A Justiça Federal determinou a desocupação e reintegração de posse de áreas invadidas pertencentes à União na no Setor Jardim Novo Mundo, região leste de Goiânia. A área fica localizada na Rua Lincoln, nas chácaras  298, 299 e 300. O lugar é considerado de risco e, atualmente, nele moram cerca de 500 famílias. O prazo para a desocupação é de 12 meses.

De acordo com a decisão, a área, que começou a ser ocupada em 2008, já foi alvo de ação da Defesa Civil, que precisou retirar 18 famílias em 2016 por causa do processo de erosão. Ela fica às margens do Córrego Buriti e sofre um processo acelerado de assoreamento do leito do curso d’água.

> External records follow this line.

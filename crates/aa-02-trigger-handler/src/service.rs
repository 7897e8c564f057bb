//! # AA Trigger Handler Service
//!
//! Drives the trigger queue. Each queued trigger runs in its own ledger
//! transaction under a service-wide lock, so cascades never interleave and a
//! failed trigger leaves no trace.
//!
//! ## Entry points
//!
//! - `handle_aa_triggers` - drain the queue, one [`AaResponsesEvent`] per trigger
//! - `estimate_primary_aa_trigger` - dry run, always rolled back
//! - `define_aa` - validate and store a definition
//! - `check_balances` / `check_storage_sizes` - consistency scans

use crate::domain::accounting::stored_size;
use crate::errors::HandlerError;
use crate::events::AaResponsesEvent;
use crate::handler::{CascadeResult, TriggerHandler};
use crate::ports::inbound::AaEngineApi;
use crate::ports::outbound::{AaLedger, PendingTrigger};
use aa_01_formula::cache::FormulaCache;
use aa_01_formula::config::AaConfig;
use aa_01_formula::domain::{AaDefinitionKind, AaDefinitionRecord, AaResponse, Expr, Template, TemplateKey};
use aa_01_formula::errors::EvalError;
use aa_01_formula::evaluator::getters::{getter_costs, GetterCosts};
use aa_01_formula::ports::outbound::{FormulaParser, LedgerReader};
use aa_01_formula::validator::{validate_aa_definition, DefinitionInfo};
use async_trait::async_trait;
use chrono::Utc;
use shared_types::{Address, Mci, Unit};
use std::collections::BTreeSet;
use std::sync::Arc;
use std::time::Instant;
use tokio::sync::{Mutex, RwLock};
use tracing::{debug, error, info, instrument, warn};
use uuid::Uuid;

/// Statistics for the trigger handler service.
#[derive(Debug, Default, Clone, PartialEq, Eq)]
pub struct ServiceStats {
    /// Primary triggers handled.
    pub triggers_processed: u64,
    /// Primary triggers that bounced.
    pub triggers_bounced: u64,
    /// Responses recorded, secondary ones included.
    pub responses_recorded: u64,
    /// Response units composed.
    pub units_composed: u64,
    /// Dry runs served.
    pub dry_runs: u64,
    /// Definitions accepted.
    pub definitions_accepted: u64,
    /// Definitions rejected.
    pub definitions_rejected: u64,
}

/// The trigger handler service.
pub struct AaService<L: AaLedger> {
    /// Engine limits and activation heights.
    config: AaConfig,
    /// Ledger adapter.
    ledger: Arc<L>,
    /// Formula source parser, if source text is accepted.
    parser: Option<Arc<dyn FormulaParser>>,
    /// Parsed formulas.
    formula_cache: FormulaCache,
    /// Serializes everything that writes the ledger.
    lock: Mutex<()>,
    /// Service statistics.
    stats: RwLock<ServiceStats>,
}

impl<L: AaLedger> AaService<L> {
    /// Create a new service.
    pub fn new(ledger: Arc<L>, config: AaConfig) -> Self {
        Self {
            formula_cache: FormulaCache::new(config.formula_cache_capacity),
            config,
            ledger,
            parser: None,
            lock: Mutex::new(()),
            stats: RwLock::new(ServiceStats::default()),
        }
    }

    /// Accept formula source text through `parser`.
    #[must_use]
    pub fn with_parser(mut self, parser: Arc<dyn FormulaParser>) -> Self {
        self.parser = Some(parser);
        self
    }

    /// The ledger adapter.
    pub fn ledger(&self) -> &Arc<L> {
        &self.ledger
    }

    /// Engine configuration.
    pub fn config(&self) -> &AaConfig {
        &self.config
    }

    /// Get current service statistics.
    pub async fn stats(&self) -> ServiceStats {
        self.stats.read().await.clone()
    }

    /// Parses formula source, reusing earlier parses of the same text.
    ///
    /// # Errors
    ///
    /// `NoParser` without a configured parser, `Parse` on bad source.
    pub fn parse_formula(&self, source: &str) -> Result<Arc<Expr>, HandlerError> {
        let parser = self.parser.as_ref().ok_or(HandlerError::NoParser)?;
        self.formula_cache.get_or_parse(source, |s| parser.parse(s)).map_err(HandlerError::Parse)
    }

    /// Number of parsed formulas held by the cache.
    pub fn cached_formulas(&self) -> usize {
        self.formula_cache.len()
    }

    // -------------------------------------------------------------------------
    // Trigger processing
    // -------------------------------------------------------------------------

    #[instrument(skip(self, pending), fields(correlation_id = %correlation_id, aa = %pending.aa_address, mci = pending.mci))]
    async fn process_trigger(
        &self,
        correlation_id: Uuid,
        pending: &PendingTrigger,
    ) -> Result<CascadeResult, HandlerError> {
        self.ledger.begin().await?;
        match self.run_trigger(pending).await {
            Ok(result) => {
                self.ledger.commit().await?;
                Ok(result)
            }
            Err(e) => {
                error!(error = %e, "trigger processing failed, rolling back");
                if let Err(rollback) = self.ledger.rollback().await {
                    error!(error = %rollback, "rollback failed");
                }
                Err(e)
            }
        }
    }

    async fn run_trigger(&self, pending: &PendingTrigger) -> Result<CascadeResult, HandlerError> {
        let stored = self
            .ledger
            .read_unit(&pending.unit)
            .await?
            .ok_or_else(|| HandlerError::TriggerNotFound(pending.unit.clone()))?;
        let trigger = aa_01_formula::domain::Trigger::from_unit(&stored.unit, &pending.aa_address)
            .ok_or_else(|| HandlerError::TriggerNotFound(pending.unit.clone()))?;
        let context = self.ledger.read_chain_context(pending.mci).await?;

        let handler = TriggerHandler::new(self.ledger.as_ref(), &self.config);
        let result = handler.handle_primary(context, trigger, &pending.aa_address).await?;
        self.ledger.remove_pending_trigger(pending).await?;
        Ok(result)
    }

    async fn dry_run(&self, trigger_unit: &Unit, aa: &Address, mci: Mci) -> Result<CascadeResult, HandlerError> {
        self.ledger.save_unit(trigger_unit, Some(mci)).await?;
        let trigger = aa_01_formula::domain::Trigger::from_unit(trigger_unit, aa)
            .ok_or_else(|| HandlerError::TriggerNotFound(trigger_unit.unit.clone()))?;
        let context = self.ledger.read_chain_context(mci).await?;
        TriggerHandler::new(self.ledger.as_ref(), &self.config).handle_primary(context, trigger, aa).await
    }

    async fn record(&self, result: &CascadeResult, elapsed: f64) {
        let mut stats = self.stats.write().await;
        stats.triggers_processed += 1;
        if result.bounced() {
            stats.triggers_bounced += 1;
        }
        stats.responses_recorded += result.responses.len() as u64;
        stats.units_composed += result.units.len() as u64;

        #[cfg(feature = "metrics")]
        aa_telemetry::metrics::record_trigger(result.bounced(), result.responses.len(), result.units.len(), elapsed);
        #[cfg(not(feature = "metrics"))]
        let _ = elapsed;
    }

    // -------------------------------------------------------------------------
    // Definitions
    // -------------------------------------------------------------------------

    async fn validate_definition(&self, record: &AaDefinitionRecord) -> Result<DefinitionInfo, HandlerError> {
        let mut costs = GetterCosts::new();
        for target in definition_remote_targets(&record.definition) {
            let Some(target) = Address::parse(&target) else { continue };
            if target == record.address {
                continue;
            }
            match getter_costs(self.ledger.as_ref(), &self.config, &target, record.mci).await {
                Ok(callee) => costs.extend(callee),
                Err(EvalError::Ledger(e)) => return Err(e.into()),
                Err(e) => debug!(aa = %target, error = %e, "callee getters not usable"),
            }
        }
        if let AaDefinitionKind::Parameterized { base_aa, .. } = &record.definition {
            let base = self.ledger.read_aa_definition(base_aa).await?;
            if !matches!(base, Some(AaDefinitionRecord { definition: AaDefinitionKind::Plain(_), .. })) {
                return Err(HandlerError::InvalidDefinition {
                    address: record.address.clone(),
                    reason: format!("base AA {base_aa} is not a plain AA"),
                });
            }
        }
        Ok(validate_aa_definition(&record.definition, record.mci, &self.config, &costs)?)
    }

    // -------------------------------------------------------------------------
    // Consistency scans
    // -------------------------------------------------------------------------

    fn violation(&self, check: &str, e: HandlerError) -> HandlerError {
        error!(check, error = %e, "invariant violation");
        #[cfg(feature = "metrics")]
        aa_telemetry::metrics::record_invariant_violation(check);
        e
    }
}

fn template_targets(template: &Template, out: &mut BTreeSet<String>) {
    match template {
        Template::Literal { .. } => {}
        Template::Formula { expr } => out.extend(expr.literal_remote_targets()),
        Template::Array { items } => items.iter().for_each(|t| template_targets(t, out)),
        Template::Object { cond, init, fields } => {
            for e in cond.iter().chain(init.iter()) {
                out.extend(e.literal_remote_targets());
            }
            for field in fields {
                if let TemplateKey::Formula(e) = &field.key {
                    out.extend(e.literal_remote_targets());
                }
                template_targets(&field.value, out);
            }
        }
        Template::Cases { cases } => {
            for case in cases {
                for e in case.cond.iter().chain(case.init.iter()) {
                    out.extend(e.literal_remote_targets());
                }
                template_targets(&case.body, out);
            }
        }
    }
}

/// Literal remote call targets anywhere in a definition.
fn definition_remote_targets(definition: &AaDefinitionKind) -> BTreeSet<String> {
    let mut out = BTreeSet::new();
    if let AaDefinitionKind::Plain(def) = definition {
        for e in def.getters.iter().chain(def.init.iter()) {
            out.extend(e.literal_remote_targets());
        }
        template_targets(&def.messages, &mut out);
    }
    out
}

#[async_trait]
impl<L: AaLedger + 'static> AaEngineApi for AaService<L> {
    async fn handle_aa_triggers(&self) -> Result<Vec<AaResponsesEvent>, HandlerError> {
        let _guard = self.lock.lock().await;
        let pending = self.ledger.read_pending_triggers().await?;
        if pending.is_empty() {
            return Ok(Vec::new());
        }
        debug!(count = pending.len(), "handling queued triggers");

        let mut events = Vec::with_capacity(pending.len());
        for trigger in &pending {
            let correlation_id = Uuid::new_v4();
            let started = Instant::now();
            let result = match self.process_trigger(correlation_id, trigger).await {
                Ok(result) => result,
                Err(e) if events.is_empty() => return Err(e),
                Err(e) => {
                    warn!(unit = %trigger.unit, error = %e, handled = events.len(), "stopping at failed trigger");
                    break;
                }
            };
            self.record(&result, started.elapsed().as_secs_f64()).await;

            info!(
                correlation_id = %correlation_id,
                aa = %trigger.aa_address,
                unit = %trigger.unit,
                responses = result.responses.len(),
                bounced = result.bounced(),
                "trigger handled"
            );
            events.push(AaResponsesEvent {
                correlation_id,
                mci: trigger.mci,
                trigger_unit: trigger.unit.clone(),
                aa_address: trigger.aa_address.clone(),
                responses: result.responses,
                units: result.units,
                processed_at: Utc::now(),
            });
        }
        Ok(events)
    }

    #[instrument(skip(self, trigger_unit), fields(unit = %trigger_unit.unit))]
    async fn estimate_primary_aa_trigger(
        &self,
        trigger_unit: Unit,
        aa: &Address,
        mci: Mci,
    ) -> Result<Vec<AaResponse>, HandlerError> {
        let _guard = self.lock.lock().await;
        self.ledger.begin().await?;
        let result = self.dry_run(&trigger_unit, aa, mci).await;
        self.ledger.rollback().await?;
        self.stats.write().await.dry_runs += 1;
        Ok(result?.responses)
    }

    #[instrument(skip(self, record), fields(aa = %record.address))]
    async fn define_aa(&self, record: AaDefinitionRecord) -> Result<DefinitionInfo, HandlerError> {
        let _guard = self.lock.lock().await;
        let info = match self.validate_definition(&record).await {
            Ok(info) => info,
            Err(e) => {
                warn!(error = %e, "definition rejected");
                self.stats.write().await.definitions_rejected += 1;
                #[cfg(feature = "metrics")]
                aa_telemetry::metrics::record_rejected_definition();
                return Err(e);
            }
        };

        self.ledger.begin().await?;
        if let Err(e) = self.ledger.save_aa_definition(&record).await {
            self.ledger.rollback().await?;
            return Err(e.into());
        }
        self.ledger.commit().await?;

        self.stats.write().await.definitions_accepted += 1;
        #[cfg(feature = "metrics")]
        aa_telemetry::metrics::observe_complexity(info.complexity.complexity);
        info!(complexity = info.complexity.complexity, ops = info.complexity.count_ops, "definition accepted");
        Ok(info)
    }

    async fn check_balances(&self) -> Result<(), HandlerError> {
        let _guard = self.lock.lock().await;
        if !self.ledger.read_pending_triggers().await?.is_empty() {
            debug!("triggers pending, balance check skipped");
            return Ok(());
        }
        for address in self.ledger.read_aa_addresses().await? {
            let cached = self.ledger.read_balances(&address).await?;
            let outputs = self.ledger.read_unspent_totals(&address).await?;
            let assets: BTreeSet<_> = cached.keys().chain(outputs.keys()).cloned().collect();
            for asset in assets {
                let cached_amount = cached.get(&asset).copied().unwrap_or(0);
                let output_amount = outputs.get(&asset).copied().unwrap_or(0);
                if cached_amount != output_amount {
                    return Err(self.violation(
                        "balances",
                        HandlerError::BalanceMismatch {
                            address,
                            asset,
                            cached: cached_amount,
                            outputs: output_amount,
                        },
                    ));
                }
            }
        }
        Ok(())
    }

    async fn check_storage_sizes(&self) -> Result<(), HandlerError> {
        let _guard = self.lock.lock().await;
        for address in self.ledger.read_aa_addresses().await? {
            let counter = self.ledger.read_storage_size(&address).await?;
            let actual: i64 =
                self.ledger.read_state_vars(&address).await?.iter().map(|(name, v)| stored_size(name, v)).sum();
            if counter != actual {
                return Err(self.violation("storage_sizes", HandlerError::StorageSizeMismatch { address, counter, actual }));
            }
        }
        Ok(())
    }
}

O juiz responsável pela ação, Urbano Leal Berquó Neto, afirmou na decisão que a Prefeitura, o Estado e a União devem realocar as pessoas dentro do prazo de 12 meses estabelecido. Elas devem ser levadas para “imóveis condizentes e suficientes para a acomodação, em condições de salubridade e habitabilidade”.

Processo de desocupação

A ação de desocupação teve início em 2014, ano em que um maior número de pessoas se mudou para o local, onde funcionava o Clube dos Servidores da Fazenda Nacional. Além de representar risco à vida por causa da erosão, parte das famílias mora em uma Área de Preservação Permanente (APP).  Outras ainda estão situadas abaixo de linhas de alta tensão de Furnas.

Nos autos, a defesa dos moradores alegou que já existe um pedido de regularização fundiária dos imóveis. Além disso, disse que não houve qualquer ato que manifestasse interesse por parte da União para utilizar o espaço. E, por fim, defendeu o direito à moradia e solicitou que o processo fosse extinto.

Já a União afirmou que a ocupação teve início, de fato, em 2014. Ressaltou que não é porque a Justiça Federal não deu a destinação descrita da área que fica autorizado a terceiros “adentrar no imóvel, clandestinamente, e dele tentar se apossar”.